History’s biggest credit bubble will collapse
By KIM EVANS
Financial Times, Dec 19, 2000, LETTERS TO THE EDITOR

Sir, Prof Rudi Dornbusch has it half right (”A rendezvous with bankruptcy”, December 15). The US does matter - and he glosses over the extent of our problems. Yes, Japan is in parlous circumstances and yes, unless they let their debts liquidate and markets clear, there is no solution on the horizon.

US indebtedness is a much bigger problem. It now exceeds Dollars 2,600bn. The vaunted US surplus is a chimera, as the Federal budget is in deep deficit. Why? The unfunded Social Security and Medicare obligations of the US, coupled with unfunded government workers’ retirement, are a black hole. If there were an actuarial requirement to provide for these obligations, the US budget would show a deficit by one reckoning that pushed Dollars 1,000bn a year.

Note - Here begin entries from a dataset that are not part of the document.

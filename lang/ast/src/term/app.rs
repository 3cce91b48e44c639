use codespan::Span;
use derivative::Derivative;
use pretty::DocAllocator;
use printer::{Alloc, Builder, Precedence, Print, PrintCfg};

use crate::metas::{unfold, MetaCtx};
use crate::traits::{ContainsMetas, HasSpan, Occurs, Shift, Substitutable, Substitution};

use super::{FVar, Term};

/// Binary, left-associative application.
#[derive(Debug, Clone, Derivative)]
#[derivative(Eq, PartialEq, Hash)]
pub struct App {
    #[derivative(PartialEq = "ignore", Hash = "ignore")]
    pub span: Option<Span>,
    pub fun: Box<Term>,
    pub arg: Box<Term>,
}

impl App {
    pub fn new(fun: Term, arg: Term) -> Self {
        App { span: None, fun: Box::new(fun), arg: Box::new(arg) }
    }
}

impl From<App> for Term {
    fn from(val: App) -> Self {
        Term::App(val)
    }
}

impl HasSpan for App {
    fn span(&self) -> Option<Span> {
        self.span
    }
}

impl Shift for App {
    fn shift_in_range(&mut self, cutoff: usize, by: isize) {
        self.fun.shift_in_range(cutoff, by);
        self.arg.shift_in_range(cutoff, by);
    }
}

impl Substitutable for App {
    type Target = App;

    fn subst<S: Substitution>(&self, by: &S) -> Self::Target {
        App { span: self.span, fun: self.fun.subst(by), arg: self.arg.subst(by) }
    }
}

impl Occurs for App {
    fn occurs(&self, var: &FVar) -> bool {
        self.fun.occurs(var) || self.arg.occurs(var)
    }
}

impl ContainsMetas for App {
    fn contains_metas(&self, metas: &MetaCtx) -> bool {
        self.fun.contains_metas(metas) || self.arg.contains_metas(metas)
    }
}

impl Print for App {
    fn print_prec<'a>(
        &'a self,
        cfg: &PrintCfg,
        alloc: &'a Alloc<'a>,
        prec: Precedence,
    ) -> Builder<'a> {
        let doc = self
            .fun
            .print_prec(cfg, alloc, Precedence::App)
            .append(alloc.space())
            .append(self.arg.print_prec(cfg, alloc, Precedence::Atom))
            .group();
        if prec > Precedence::App {
            doc.parens()
        } else {
            doc
        }
    }
}

// Spine helpers
//
//

/// Split a term into its head and the left-to-right list of arguments it is
/// applied to, unfolding instantiated metavariables along the spine.
pub fn head_and_args(metas: &MetaCtx, t: &Term) -> (Term, Vec<Term>) {
    let mut args = Vec::new();
    let mut head = unfold(metas, t);
    while let Term::App(App { fun, arg, .. }) = head {
        args.push(*arg);
        head = unfold(metas, &fun);
    }
    args.reverse();
    (head, args)
}

/// Inverse of [head_and_args]: apply `head` to `args` left to right.
pub fn add_args(head: Term, args: Vec<Term>) -> Term {
    args.into_iter().fold(head, |fun, arg| App::new(fun, arg).into())
}

#[cfg(test)]
mod tests {
    use super::super::{Binder, Meta, Sort};
    use super::*;

    #[test]
    fn spines_split_and_rebuild() {
        let metas = MetaCtx::new();
        let head: Term = Sort::typ().into();
        let args: Vec<Term> = vec![Sort::kind().into(), Sort::typ().into()];

        let t = add_args(head.clone(), args.clone());
        let (h, a) = head_and_args(&metas, &t);
        assert_eq!(h, head);
        assert_eq!(a, args);
    }

    #[test]
    fn spines_unfold_instantiated_heads() {
        let mut metas = MetaCtx::new();
        let m = metas.fresh(None, 0, Sort::typ().into());
        let solution: Term = App::new(Sort::typ().into(), Sort::kind().into()).into();
        metas.solve(m, Binder::new(0, solution)).unwrap();

        let t = add_args(Meta::new(m, vec![]).into(), vec![Sort::typ().into()]);
        let (h, a) = head_and_args(&metas, &t);
        assert_eq!(h, Sort::typ().into());
        assert_eq!(a, vec![Sort::kind().into(), Sort::typ().into()]);
    }
}
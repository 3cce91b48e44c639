use derivative::Derivative;

use crate::ident::{VarBind, VarBound};
use crate::metas::MetaCtx;
use crate::traits::{ContainsMetas, Occurs, Shift, Substitutable, Substitution};

use super::{FVar, FreeVar, Idx, Term, Variable};

// VarGen
//
//

/// Generator of fresh free variables. Freshness is relative to the
/// generator, which is passed explicitly wherever binders are opened; there
/// is no process-wide counter.
#[derive(Debug, Clone, Default)]
pub struct VarGen {
    next: u64,
}

impl VarGen {
    pub fn new() -> Self {
        VarGen { next: 0 }
    }

    /// A generator whose variables are fresh for anything numbered below
    /// `next`.
    pub fn starting_at(next: u64) -> Self {
        VarGen { next }
    }

    pub fn fresh(&mut self, hint: &str) -> FVar {
        let id = self.next;
        self.next += 1;
        FVar { id, name: VarBound::from_string(hint) }
    }
}

// Binder1
//
//

/// A single-variable binder, used by abstractions and products. The bound
/// variable is the de Bruijn index 0 of the body; the name is a display
/// hint.
#[derive(Debug, Clone, Derivative)]
#[derivative(Eq, PartialEq, Hash)]
pub struct Binder1 {
    #[derivative(PartialEq = "ignore", Hash = "ignore")]
    pub name: VarBind,
    pub body: Box<Term>,
}

impl Binder1 {
    pub fn new(name: &str, body: Term) -> Self {
        Binder1 { name: VarBind::from_string(name), body: Box::new(body) }
    }

    /// Instantiate the binder with `arg`, which must not contain dangling
    /// bound indices.
    pub fn apply(&self, arg: &Term) -> Term {
        msubst(&self.body, 0, &[arg.clone()])
    }

    /// Open the binder, replacing the bound variable by the free variable
    /// `var`.
    pub fn open(&self, var: &FVar) -> Term {
        self.apply(&FreeVar { span: None, var: var.clone() }.into())
    }
}

impl Shift for Binder1 {
    fn shift_in_range(&mut self, cutoff: usize, by: isize) {
        self.body.shift_in_range(cutoff + 1, by);
    }
}

impl Substitutable for Binder1 {
    type Target = Binder1;

    fn subst<S: Substitution>(&self, by: &S) -> Self::Target {
        Binder1 { name: self.name.clone(), body: self.body.subst(by) }
    }
}

impl Occurs for Binder1 {
    fn occurs(&self, var: &FVar) -> bool {
        self.body.occurs(var)
    }
}

impl ContainsMetas for Binder1 {
    fn contains_metas(&self, metas: &MetaCtx) -> bool {
        self.body.contains_metas(metas)
    }
}

// Binder
//
//

/// A multi-variable binder `⟨x₀ … x_{a-1}⟩ body`. Inside the body, `x_j` is
/// the de Bruijn index `a - 1 - j`, as if bound by `a` nested single
/// binders with `x₀` outermost.
#[derive(Debug, Clone, Derivative)]
#[derivative(Eq, PartialEq, Hash)]
pub struct Binder {
    #[derivative(PartialEq = "ignore", Hash = "ignore")]
    pub names: Vec<VarBind>,
    pub arity: usize,
    pub body: Box<Term>,
}

impl Binder {
    pub fn new(arity: usize, body: Term) -> Self {
        let names = (0..arity).map(|i| VarBind::from_string(&format!("x{i}"))).collect();
        Binder { names, arity, body: Box::new(body) }
    }

    /// The identity environment `[x₀ … x_{a-1}]` as bound variable
    /// occurrences, suitable as the argument list of a metavariable that
    /// abstracts over exactly the binder's variables.
    pub fn id_args(arity: usize) -> Vec<Term> {
        (0..arity).map(|j| Variable::new(arity - 1 - j).into()).collect()
    }

    /// Simultaneously instantiate the binder with `args`, which must not
    /// contain dangling bound indices. `args[j]` replaces `x_j`.
    pub fn apply(&self, args: &[Term]) -> Term {
        debug_assert_eq!(args.len(), self.arity);
        msubst(&self.body, 0, args)
    }

    /// Close `body` over the free variables `vars`, yielding a binder of
    /// arity `vars.len()` whose `x_j` abstracts `vars[j]`.
    pub fn bind(vars: &[FVar], body: &Term) -> Binder {
        let arity = vars.len();
        let names = vars.iter().map(|v| VarBind::from_string(&v.name.id)).collect();
        Binder { names, arity, body: Box::new(close(body, 0, vars)) }
    }
}

impl Shift for Binder {
    fn shift_in_range(&mut self, cutoff: usize, by: isize) {
        self.body.shift_in_range(cutoff + self.arity, by);
    }
}

impl Substitutable for Binder {
    type Target = Binder;

    fn subst<S: Substitution>(&self, by: &S) -> Self::Target {
        Binder { names: self.names.clone(), arity: self.arity, body: self.body.subst(by) }
    }
}

impl Occurs for Binder {
    fn occurs(&self, var: &FVar) -> bool {
        self.body.occurs(var)
    }
}

impl ContainsMetas for Binder {
    fn contains_metas(&self, metas: &MetaCtx) -> bool {
        self.body.contains_metas(metas)
    }
}

// Index manipulation
//
//

/// Simultaneous substitution of the `a` innermost bound variables at depth
/// `depth` by `args` (with `args[j]` for `x_j`, i.e. index `a - 1 - j`).
/// Indices beyond the substituted range are lowered by `a`.
fn msubst(t: &Term, depth: usize, args: &[Term]) -> Term {
    let arity = args.len();
    match t {
        Term::Variable(Variable { span, idx, name }) => {
            let i = idx.0;
            if i < depth {
                t.clone()
            } else if i < depth + arity {
                args[arity - 1 - (i - depth)].clone().shifted(depth as isize)
            } else {
                Variable { span: *span, idx: Idx(i - arity), name: name.clone() }.into()
            }
        }
        Term::FreeVar(_) | Term::Sort(_) | Term::Sym(_) | Term::Wild(_) => t.clone(),
        Term::App(e) => super::App {
            span: e.span,
            fun: Box::new(msubst(&e.fun, depth, args)),
            arg: Box::new(msubst(&e.arg, depth, args)),
        }
        .into(),
        Term::Abs(e) => super::Abs {
            span: e.span,
            typ: Box::new(msubst(&e.typ, depth, args)),
            body: Binder1 {
                name: e.body.name.clone(),
                body: Box::new(msubst(&e.body.body, depth + 1, args)),
            },
        }
        .into(),
        Term::Prod(e) => super::Prod {
            span: e.span,
            typ: Box::new(msubst(&e.typ, depth, args)),
            body: Binder1 {
                name: e.body.name.clone(),
                body: Box::new(msubst(&e.body.body, depth + 1, args)),
            },
        }
        .into(),
        Term::Meta(e) => super::Meta {
            span: e.span,
            meta: e.meta,
            args: e.args.iter().map(|a| msubst(a, depth, args)).collect(),
        }
        .into(),
        Term::Patt(e) => super::Patt {
            span: e.span,
            slot: e.slot,
            name: e.name.clone(),
            args: e.args.iter().map(|a| msubst(a, depth, args)).collect(),
        }
        .into(),
        Term::EnvRef(e) => super::EnvRef {
            span: e.span,
            target: e.target.clone(),
            args: e.args.iter().map(|a| msubst(a, depth, args)).collect(),
        }
        .into(),
    }
}

/// Close `t` over `vars`: occurrences of `vars[j]` become the bound index
/// `depth + a - 1 - j`, and indices at or above `depth` are raised by `a`
/// to make room for the new binders.
fn close(t: &Term, depth: usize, vars: &[FVar]) -> Term {
    let arity = vars.len();
    match t {
        Term::Variable(Variable { span, idx, name }) => {
            if idx.0 >= depth {
                Variable { span: *span, idx: Idx(idx.0 + arity), name: name.clone() }.into()
            } else {
                t.clone()
            }
        }
        Term::FreeVar(FreeVar { span, var }) => match vars.iter().position(|v| v == var) {
            Some(j) => Variable {
                span: *span,
                idx: Idx(depth + arity - 1 - j),
                name: var.name.clone(),
            }
            .into(),
            None => t.clone(),
        },
        Term::Sort(_) | Term::Sym(_) | Term::Wild(_) => t.clone(),
        Term::App(e) => super::App {
            span: e.span,
            fun: Box::new(close(&e.fun, depth, vars)),
            arg: Box::new(close(&e.arg, depth, vars)),
        }
        .into(),
        Term::Abs(e) => super::Abs {
            span: e.span,
            typ: Box::new(close(&e.typ, depth, vars)),
            body: Binder1 {
                name: e.body.name.clone(),
                body: Box::new(close(&e.body.body, depth + 1, vars)),
            },
        }
        .into(),
        Term::Prod(e) => super::Prod {
            span: e.span,
            typ: Box::new(close(&e.typ, depth, vars)),
            body: Binder1 {
                name: e.body.name.clone(),
                body: Box::new(close(&e.body.body, depth + 1, vars)),
            },
        }
        .into(),
        Term::Meta(e) => super::Meta {
            span: e.span,
            meta: e.meta,
            args: e.args.iter().map(|a| close(a, depth, vars)).collect(),
        }
        .into(),
        Term::Patt(e) => super::Patt {
            span: e.span,
            slot: e.slot,
            name: e.name.clone(),
            args: e.args.iter().map(|a| close(a, depth, vars)).collect(),
        }
        .into(),
        Term::EnvRef(e) => super::EnvRef {
            span: e.span,
            target: e.target.clone(),
            args: e.args.iter().map(|a| close(a, depth, vars)).collect(),
        }
        .into(),
    }
}

#[cfg(test)]
mod tests {
    use super::super::{Abs, App, Sort};
    use super::*;

    #[test]
    fn open_replaces_index_zero() {
        let mut gen = VarGen::new();
        let x = gen.fresh("x");
        let binder = Binder1::new("x", Variable::new(0).into());
        assert_eq!(binder.open(&x), Term::from(x));
    }

    #[test]
    fn bind_then_apply_is_substitution() {
        let mut gen = VarGen::new();
        let x = gen.fresh("x");
        let y = gen.fresh("y");
        let body: Term = App::new(x.clone().into(), y.clone().into()).into();
        let binder = Binder::bind(&[x, y], &body);
        assert_eq!(binder.arity, 2);

        let s: Term = Sort::typ().into();
        let t: Term = Sort::kind().into();
        let applied = binder.apply(&[s.clone(), t.clone()]);
        assert_eq!(applied, App::new(s, t).into());
    }

    #[test]
    fn id_args_are_in_binding_order() {
        // For arity 2, x₀ is index 1 and x₁ is index 0.
        let args = Binder::id_args(2);
        let expected: Vec<Term> = vec![Variable::new(1).into(), Variable::new(0).into()];
        assert_eq!(args, expected);
    }

    #[test]
    fn apply_shifts_arguments_under_inner_binders() {
        let mut gen = VarGen::new();
        let x = gen.fresh("x");
        // ⟨x₀⟩ λy. x₀: the substituted term must still refer to x after
        // being moved under the abstraction.
        let body: Term = Abs::new("y", Sort::typ().into(), Variable::new(1).into()).into();
        let binder = Binder::new(1, body);
        let applied = binder.apply(&[x.clone().into()]);
        let expected: Term = Abs::new("y", Sort::typ().into(), x.into()).into();
        assert_eq!(applied, expected);
    }
}
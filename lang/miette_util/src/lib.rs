//! Conversions from the `codespan` locations used throughout the AST to the
//! `miette` locations used in rendered diagnostics.

pub trait ToMiette {
    type Target;

    fn to_miette(self) -> Self::Target;
}

impl ToMiette for codespan::ByteIndex {
    type Target = miette::SourceOffset;

    fn to_miette(self) -> Self::Target {
        self.to_usize().into()
    }
}

impl ToMiette for codespan::Span {
    type Target = miette::SourceSpan;

    fn to_miette(self) -> Self::Target {
        let length = (self.end() - self.start()).to_usize();
        miette::SourceSpan::new(self.start().to_miette(), length)
    }
}

impl<T: ToMiette> ToMiette for Option<T> {
    type Target = Option<T::Target>;

    fn to_miette(self) -> Self::Target {
        self.map(ToMiette::to_miette)
    }
}
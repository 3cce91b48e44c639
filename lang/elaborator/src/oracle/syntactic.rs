//! A first-order syntactic implementation of the oracle contracts.
//!
//! Inference handles spines of symbols, free variables and metavariables
//! over dependent product types; unification solves metavariables in
//! Miller's pattern fragment:
//!
//! 1. the environment of the metavariable consists of distinct free
//!    variables,
//! 2. every free variable of the candidate occurs in that environment,
//! 3. the metavariable does not occur in the candidate.
//!
//! Constraints outside the fragment are returned as residual; a clash of
//! rigid heads is a contradiction. Convertibility is syntactic (up to α
//! and instantiation): this oracle does not reduce, so it is complete only
//! for signatures whose rules never need to fire during checking. Tests
//! and simple embedders use it; full embedders bring their own evaluator.

use ast::{
    collect_free_vars, head_and_args, occurs_meta, unfold, zonk, Binder, FVar, HasSpan, Meta,
    MetaCtx, Signature, SortKind, Term, Wild,
};
use printer::Print;

use crate::constraints::Constraint;

use super::{Builtins, Oracle, TypingCtx};

pub struct SyntacticOracle;

enum SolveOutcome {
    Solved,
    Occurs,
    OutsideFragment,
}

impl SyntacticOracle {
    fn infer_term(
        &self,
        sig: &Signature,
        metas: &MetaCtx,
        ctx: &TypingCtx,
        t: &Term,
    ) -> Option<(Term, Vec<Constraint>)> {
        let (head, args) = head_and_args(metas, t);
        let mut cs = Vec::new();
        let mut typ: Term = match &head {
            Term::Sym(s) => (*sig.get(s.id).ok()?.typ).clone(),
            Term::FreeVar(v) => ctx.lookup(&v.var)?.clone(),
            Term::Meta(m) => meta_instance_type(metas, m)?,
            Term::Sort(s) if s.kind == SortKind::Type => ast::Sort::kind().into(),
            _ => return None,
        };
        for arg in &args {
            let Term::Prod(prod) = unfold(metas, &typ) else { return None };
            let (arg_typ, arg_cs) = self.infer_term(sig, metas, ctx, arg)?;
            cs.extend(arg_cs);
            cs.push(Constraint::new((*prod.typ).clone(), arg_typ));
            typ = prod.body.apply(arg);
        }
        Some((typ, cs))
    }
}

/// The type of a metavariable instance: the product telescope of the
/// metavariable's type, instantiated with the explicit environment.
fn meta_instance_type(metas: &MetaCtx, m: &Meta) -> Option<Term> {
    let mut typ = metas.typ(m.meta).ok()?.clone();
    for arg in &m.args {
        let Term::Prod(prod) = unfold(metas, &typ) else { return None };
        typ = prod.body.apply(arg);
    }
    Some(typ)
}

/// Attempt to instantiate `m := candidate` within the pattern fragment.
fn solve_meta(metas: &mut MetaCtx, m: &Meta, candidate: &Term) -> SolveOutcome {
    if occurs_meta(metas, candidate, m.meta) {
        return SolveOutcome::Occurs;
    }

    // Condition 1: the environment consists of distinct free variables.
    let mut vars: Vec<FVar> = Vec::with_capacity(m.args.len());
    for arg in &m.args {
        match unfold(metas, arg) {
            Term::FreeVar(v) if !vars.contains(&v.var) => vars.push(v.var),
            _ => return SolveOutcome::OutsideFragment,
        }
    }

    // Condition 2: every free variable of the candidate occurs in the
    // environment.
    if collect_free_vars(candidate).iter().any(|v| !vars.contains(v)) {
        return SolveOutcome::OutsideFragment;
    }

    let solution = Binder::bind(&vars, candidate);
    match metas.solve(m.meta, solution) {
        Ok(()) => {
            log::trace!("solved metavariable ?{}", m.meta.id);
            SolveOutcome::Solved
        }
        Err(_) => SolveOutcome::OutsideFragment,
    }
}

impl Oracle for SyntacticOracle {
    fn infer(
        &self,
        sig: &Signature,
        metas: &mut MetaCtx,
        ctx: &TypingCtx,
        t: &Term,
    ) -> Option<(Term, Vec<Constraint>)> {
        self.infer_term(sig, metas, ctx, t)
    }

    fn check(
        &self,
        sig: &Signature,
        metas: &mut MetaCtx,
        ctx: &TypingCtx,
        t: &Term,
        typ: &Term,
    ) -> Vec<Constraint> {
        match self.infer_term(sig, metas, ctx, t) {
            Some((inferred, mut cs)) => {
                cs.push(Constraint::new(typ.clone(), inferred));
                cs
            }
            // An untypable term cannot check against anything: emit a
            // constraint no unifier accepts.
            None => vec![Constraint::new(typ.clone(), Wild { span: t.span() }.into())],
        }
    }

    fn solve(
        &self,
        _sig: &Signature,
        metas: &mut MetaCtx,
        _builtins: &Builtins,
        problems: Vec<Constraint>,
    ) -> Option<Vec<Constraint>> {
        let mut work = problems;
        let mut residual: Vec<Constraint> = Vec::new();

        while let Some(constraint) = work.pop() {
            let a = zonk(metas, &constraint.lhs);
            let b = zonk(metas, &constraint.rhs);
            if a == b {
                continue;
            }
            log::trace!("solving {}", Constraint::new(a.clone(), b.clone()).print_to_string(None));

            let (head_a, args_a) = head_and_args(metas, &a);
            let (head_b, args_b) = head_and_args(metas, &b);

            match (&head_a, &head_b) {
                (Term::Meta(m), _) if args_a.is_empty() => {
                    match solve_meta(metas, m, &b) {
                        SolveOutcome::Solved => work.append(&mut residual),
                        SolveOutcome::Occurs => return None,
                        SolveOutcome::OutsideFragment => residual.push(Constraint::new(a, b)),
                    }
                }
                (_, Term::Meta(m)) if args_b.is_empty() => {
                    match solve_meta(metas, m, &a) {
                        SolveOutcome::Solved => work.append(&mut residual),
                        SolveOutcome::Occurs => return None,
                        SolveOutcome::OutsideFragment => residual.push(Constraint::new(a, b)),
                    }
                }
                (Term::Sym(s1), Term::Sym(s2)) if s1.id == s2.id => {
                    if args_a.len() != args_b.len() {
                        return None;
                    }
                    for (x, y) in args_a.into_iter().zip(args_b) {
                        work.push(Constraint::new(x, y));
                    }
                }
                (Term::FreeVar(v1), Term::FreeVar(v2)) if v1.var == v2.var => {
                    if args_a.len() != args_b.len() {
                        return None;
                    }
                    for (x, y) in args_a.into_iter().zip(args_b) {
                        work.push(Constraint::new(x, y));
                    }
                }
                (Term::Variable(i1), Term::Variable(i2))
                    if i1.idx == i2.idx && args_a.len() == args_b.len() =>
                {
                    for (x, y) in args_a.into_iter().zip(args_b) {
                        work.push(Constraint::new(x, y));
                    }
                }
                (Term::Sort(s1), Term::Sort(s2))
                    if s1.kind == s2.kind && args_a.is_empty() && args_b.is_empty() => {}
                (Term::Prod(p1), Term::Prod(p2))
                    if args_a.is_empty() && args_b.is_empty() =>
                {
                    work.push(Constraint::new((*p1.typ).clone(), (*p2.typ).clone()));
                    work.push(Constraint::new(
                        (*p1.body.body).clone(),
                        (*p2.body.body).clone(),
                    ));
                }
                (Term::Abs(a1), Term::Abs(a2)) if args_a.is_empty() && args_b.is_empty() => {
                    work.push(Constraint::new((*a1.typ).clone(), (*a2.typ).clone()));
                    work.push(Constraint::new(
                        (*a1.body.body).clone(),
                        (*a2.body.body).clone(),
                    ));
                }
                // A metavariable applied beyond its environment is outside
                // the pattern fragment.
                (Term::Meta(_), _) | (_, Term::Meta(_)) => {
                    residual.push(Constraint::new(a, b));
                }
                // Rigid heads that agree were handled above; what is left
                // is a clash.
                _ => return None,
            }
        }

        Some(residual)
    }

    fn eq_modulo(&self, _sig: &Signature, metas: &MetaCtx, a: &Term, b: &Term) -> bool {
        zonk(metas, a) == zonk(metas, b)
    }
}

#[cfg(test)]
mod tests {
    use super::*;
    use ast::{add_args, IdBound, Prod, Sort, Sym, SymId, SymTag, Symbol, VarGen};
    use url::Url;

    fn declare(sig: &mut Signature, name: &str, typ: Term) -> SymId {
        let uri = Url::parse("inmemory://scratch.rp").unwrap();
        let name = IdBound { span: None, id: name.to_owned(), uri };
        sig.add_symbol(Symbol::new(name, typ, SymTag::Definable))
    }

    fn sym(sig: &Signature, id: SymId) -> Term {
        let decl = sig.get(id).unwrap();
        Sym { span: None, id, name: decl.name.clone() }.into()
    }

    fn bool_sig() -> (Signature, SymId, SymId, SymId, SymId) {
        let mut sig = Signature::new();
        let b = declare(&mut sig, "B", Sort::typ().into());
        let bool_typ: Term = sym(&sig, b);
        let t = declare(&mut sig, "true", bool_typ.clone());
        let f = declare(&mut sig, "false", bool_typ.clone());
        let neg = declare(&mut sig, "neg", Prod::new("b", bool_typ.clone(), bool_typ).into());
        (sig, b, t, f, neg)
    }

    #[test]
    fn infer_application_emits_domain_constraints() {
        let (sig, b, t, _, neg) = bool_sig();
        let mut metas = MetaCtx::new();
        let oracle = SyntacticOracle;

        let term = add_args(sym(&sig, neg), vec![sym(&sig, t)]);
        let (typ, cs) = oracle.infer(&sig, &mut metas, &TypingCtx::empty(), &term).unwrap();
        assert_eq!(typ, sym(&sig, b));
        assert_eq!(cs, vec![Constraint::new(sym(&sig, b), sym(&sig, b))]);
    }

    #[test]
    fn solve_instantiates_bare_metas() {
        let (sig, _, t, _, _) = bool_sig();
        let mut metas = MetaCtx::new();
        let m = metas.fresh(None, 0, Sort::typ().into());
        let oracle = SyntacticOracle;

        let problems = vec![Constraint::new(Meta::new(m, vec![]).into(), sym(&sig, t))];
        let residual =
            oracle.solve(&sig, &mut metas, &Builtins::new(), problems).unwrap();
        assert!(residual.is_empty());
        assert_eq!(unfold(&metas, &Term::from(Meta::new(m, vec![]))), sym(&sig, t));
    }

    #[test]
    fn solve_respects_the_pattern_fragment() {
        let (sig, _, t, _, _) = bool_sig();
        let mut metas = MetaCtx::new();
        let mut gen = VarGen::new();
        let x = gen.fresh("x");
        let m = metas.fresh(None, 1, Sort::typ().into());

        // ?m[true] ≡ x is outside the fragment: the environment entry is
        // not a variable.
        let problems =
            vec![Constraint::new(Meta::new(m, vec![sym(&sig, t)]).into(), x.into())];
        let oracle = SyntacticOracle;
        let residual =
            oracle.solve(&sig, &mut metas, &Builtins::new(), problems).unwrap();
        assert_eq!(residual.len(), 1);
        assert!(metas.solution(m).is_none());
    }

    #[test]
    fn clashing_heads_are_a_contradiction() {
        let (sig, _, t, f, _) = bool_sig();
        let mut metas = MetaCtx::new();
        let oracle = SyntacticOracle;

        let problems = vec![Constraint::new(sym(&sig, t), sym(&sig, f))];
        assert!(oracle.solve(&sig, &mut metas, &Builtins::new(), problems).is_none());
    }

    #[test]
    fn occurs_check_fails_cyclic_solutions() {
        let (sig, _, t, _, _) = bool_sig();
        let mut metas = MetaCtx::new();
        let m = metas.fresh(None, 0, Sort::typ().into());
        let oracle = SyntacticOracle;

        let cyclic = add_args(sym(&sig, t), vec![Meta::new(m, vec![]).into()]);
        let problems = vec![Constraint::new(Meta::new(m, vec![]).into(), cyclic)];
        assert!(oracle.solve(&sig, &mut metas, &Builtins::new(), problems).is_none());
    }
}
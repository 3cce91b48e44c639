use std::fmt;

use codespan::Span;
use derivative::Derivative;
use url::Url;

use crate::traits::HasSpan;

// Local variables (binding site)
//
//

#[derive(Debug, Clone, Derivative)]
#[derivative(Eq, PartialEq, Hash)]
pub struct VarBind {
    #[derivative(PartialEq = "ignore", Hash = "ignore")]
    pub span: Option<Span>,
    pub id: String,
}

impl VarBind {
    pub fn from_string(id: &str) -> Self {
        VarBind { span: None, id: id.to_owned() }
    }
}

impl fmt::Display for VarBind {
    fn fmt(&self, f: &mut fmt::Formatter<'_>) -> fmt::Result {
        write!(f, "{}", self.id)
    }
}

impl HasSpan for VarBind {
    fn span(&self) -> Option<Span> {
        self.span
    }
}

// Local variables (bound occurrence)
//
//

#[derive(Debug, Clone, Derivative)]
#[derivative(Eq, PartialEq, Hash)]
pub struct VarBound {
    #[derivative(PartialEq = "ignore", Hash = "ignore")]
    pub span: Option<Span>,
    pub id: String,
}

impl VarBound {
    pub fn from_string(id: &str) -> Self {
        VarBound { span: None, id: id.to_owned() }
    }
}

impl fmt::Display for VarBound {
    fn fmt(&self, f: &mut fmt::Formatter<'_>) -> fmt::Result {
        write!(f, "{}", self.id)
    }
}

impl HasSpan for VarBound {
    fn span(&self) -> Option<Span> {
        self.span
    }
}

impl From<VarBind> for VarBound {
    fn from(var: VarBind) -> Self {
        VarBound { span: var.span, id: var.id }
    }
}

// Qualified symbol names
//
//

/// The fully qualified name of a symbol: its identifier together with the
/// url of the module that declares it.
#[derive(Debug, Clone, Derivative)]
#[derivative(Eq, PartialEq, Hash)]
pub struct IdBound {
    #[derivative(PartialEq = "ignore", Hash = "ignore")]
    pub span: Option<Span>,
    pub id: String,
    pub uri: Url,
}

impl fmt::Display for IdBound {
    fn fmt(&self, f: &mut fmt::Formatter<'_>) -> fmt::Result {
        write!(f, "{}", self.id)
    }
}

impl HasSpan for IdBound {
    fn span(&self) -> Option<Span> {
        self.span
    }
}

The purported ”surplus” is due primarily to capital gains taxes and exercise of options by the US’s senior executives. The gap between average worker and CEO has never been greater, at a ratio of 475 times, as a result of options.

Before 1995, Nasdaq and personal consumption in the US had a weak correlation of 0.24. Since 1995, this correlation has increased to 0.74. As the Nasdaq bubble further collapses, a negative wealth effect will occur, lowering corporate profits, wage gains and capital gains.

The US savings rate will increase from a negative rate currently, resulting in diminished US profitability. Rising joblessness means more government payments. Presto! Lo and behold, the deficit reappears.

Since 1995, broad money in the US expanded by Dollars 2,600bn and total credit by Dollars 9,300bn, yet nominal GDP was up only Dollars 2,700bn. In the second quarter of 2000, credit expanded by Dollars 1,400bn, a record pace.

Credit has been growing at 4-5 times the rate of GDP growth. Consumer credit has never been greater, mortgage indebtedness as a percentage of total housing value has never been greater and US corporate indebtedness has exploded as US executives have bought back shares to make their options profitable. Downgrades by credit agencies, rising personal and corporate bankruptcies and wide credit spreads indicate a systemic credit problem. Pimco’s Bill Gross said to avoid corporates ”at any cost”. Profit downgrades increase daily.

The US debt situation and credit bubble make Japan look prudent fiscally. No amount of Fed legerdemain can overcome the collapse of the greatest credit bubble in history.